Y es Amador quien recorre ahora las estancias que los visitantes no conocemos: la hermosa biblioteca, la galería donde sentarse a leer en las profundidades de una cómoda butaca, la sala de billar donde el marfil se entrechoca con el verde del tapete. Son los lugares privados de una casa que quizás respire el aire de otro tiempo, un tiempo de calma, de quietud, de encuentro. Un tiempo de fraternidad tertuliana, de amistad, de conocimiento.

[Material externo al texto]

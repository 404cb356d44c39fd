use rust_decimal::prelude::*;
use rust_decimal::Decimal;

/// Convert a stored f64 price to Decimal. Falls back to zero on
/// non-finite input, which cannot come from the database CHECKs.
pub fn to_decimal(value: f64) -> Decimal {
    Decimal::from_f64(value).unwrap_or_default()
}

/// Convert a Decimal amount back to f64 for storage, rounded to 2 dp.
pub fn to_f64(value: Decimal) -> f64 {
    round_money(value).to_f64().unwrap_or_default()
}

fn round_money(value: Decimal) -> Decimal {
    value.round_dp_with_strategy(2, RoundingStrategy::MidpointAwayFromZero)
}

/// Effective unit price after applying a percent discount (0-100)
///
/// Kept at full precision; amounts are rounded once per line and once
/// per order, never in between.
pub fn discounted_unit_price(unit_price: f64, discount: i64) -> Decimal {
    let price = to_decimal(unit_price);
    let rate = Decimal::from(discount.clamp(0, 100)) / Decimal::ONE_HUNDRED;
    price * (Decimal::ONE - rate)
}

/// Line total: discounted unit price times quantity
pub fn line_total(unit_price: f64, discount: i64, quantity: i64) -> Decimal {
    round_money(discounted_unit_price(unit_price, discount) * Decimal::from(quantity))
}

/// Order total from line totals, rounded to 2 dp
pub fn order_total(lines: impl IntoIterator<Item = Decimal>) -> Decimal {
    round_money(lines.into_iter().sum())
}

#[cfg(test)]
mod tests {
    use super::*;
    use rust_decimal_macros::dec;

    #[test]
    fn test_discounted_unit_price() {
        assert_eq!(discounted_unit_price(100.0, 10), dec!(90.00));
        assert_eq!(discounted_unit_price(100.0, 0), dec!(100.00));
        assert_eq!(discounted_unit_price(100.0, 100), dec!(0.00));
    }

    #[test]
    fn test_line_total_with_discount() {
        // 100 * 0.90 * 2 = 180.00
        assert_eq!(line_total(100.0, 10, 2), dec!(180.00));
    }

    #[test]
    fn test_line_total_rounds_half_up() {
        // 19.99 * 0.85 * 3 = 50.9745 -> 50.97
        assert_eq!(line_total(19.99, 15, 3), dec!(50.97));
    }

    #[test]
    fn test_sub_cent_unit_prices_survive_multiplication() {
        // 0.10 * 0.85 = 0.085 per unit; * 10 = 0.85, not 0.90
        assert_eq!(line_total(0.10, 15, 10), dec!(0.85));
        // 99.99 * 0.67 = 66.9933 per unit; * 100 = 6699.33
        assert_eq!(line_total(99.99, 33, 100), dec!(6699.33));
    }

    #[test]
    fn test_order_total_sums_and_rounds() {
        let total = order_total([dec!(180.00), dec!(50.97), dec!(0.005)]);
        assert_eq!(total, dec!(230.98));
    }

    #[test]
    fn test_f64_round_trip() {
        assert_eq!(to_f64(dec!(230.98)), 230.98);
        assert_eq!(to_f64(dec!(16.995)), 17.0);
    }

    #[test]
    fn test_discount_clamped() {
        assert_eq!(discounted_unit_price(50.0, 150), dec!(0.00));
        assert_eq!(discounted_unit_price(50.0, -5), dec!(50.00));
    }
}
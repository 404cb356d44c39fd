//! Review API module

mod handler;

use axum::routing::{get, post};
use axum::Router;

use crate::core::AppState;

pub fn router() -> Router<AppState> {
    Router::new().nest("/api/reviews", routes())
}

fn routes() -> Router<AppState> {
    Router::new()
        .route("/", post(handler::create))
        .route("/mine", get(handler::list_mine))
        .route("/product/{product_id}", get(handler::list_by_product))
        .route("/product/{product_id}/summary", get(handler::summary))
        .route("/{id}", axum::routing::put(handler::update).delete(handler::delete))
}
//! User notification model

use serde::{Deserialize, Serialize};

#[derive(Debug, Clone, Serialize, Deserialize, sqlx::FromRow)]
#[serde(rename_all = "camelCase")]
pub struct Notification {
    pub id: i64,
    pub user_id: i64,
    pub title: String,
    pub message: String,
    /// Free-form kind tag, e.g. "Order", "Campaign", "System"
    pub kind: String,
    pub action_url: Option<String>,
    pub is_read: bool,
    pub read_at: Option<i64>,
    pub is_active: bool,
    pub created_at: i64,
    pub updated_at: i64,
}

#[derive(Debug, Clone, Deserialize)]
#[serde(rename_all = "camelCase")]
pub struct NotificationCreate {
    pub user_id: i64,
    pub title: String,
    pub message: String,
    #[serde(default = "default_kind")]
    pub kind: String,
    pub action_url: Option<String>,
}

fn default_kind() -> String {
    "System".to_string()
}

#[derive(Debug, Clone, Default, Deserialize)]
#[serde(rename_all = "camelCase")]
pub struct NotificationUpdate {
    pub is_read: Option<bool>,
}

/// Unread badge counter
#[derive(Debug, Clone, Serialize, Deserialize, sqlx::FromRow)]
#[serde(rename_all = "camelCase")]
pub struct NotificationSummary {
    pub total: i64,
    pub unread: i64,
}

Y es el objetivo de Amador el que no puede desprenderse de la magia de esta atmósfera quieta, desanudarse de los arcos, las columnas, el exquisito vacío armonioso y pleno de silencio cuando nadie atraviesa el mármol del patio bajo la cristalera… y solo una muchacha vestida para el baile, sale por la puerta que da a la plaza recoleta, recogiéndose la falda larga, tambaleándose sobre los tacones, enfilando la calle Concejo estrecha como un pasillo, con prisa para llegar a la Plaza de los Bandos donde se abre la cancela de la casa del notario que era amigo de Unamno. Y es el eco de su paso joven el que resuena sobre el rumor lejano de la tertulia del rector, mientras sus manos nerviosas doblan una hoja de papel que volará, pajarita del aire, sobre la ciudad que se deja leer entre las paredes del Palacio de Figueroa.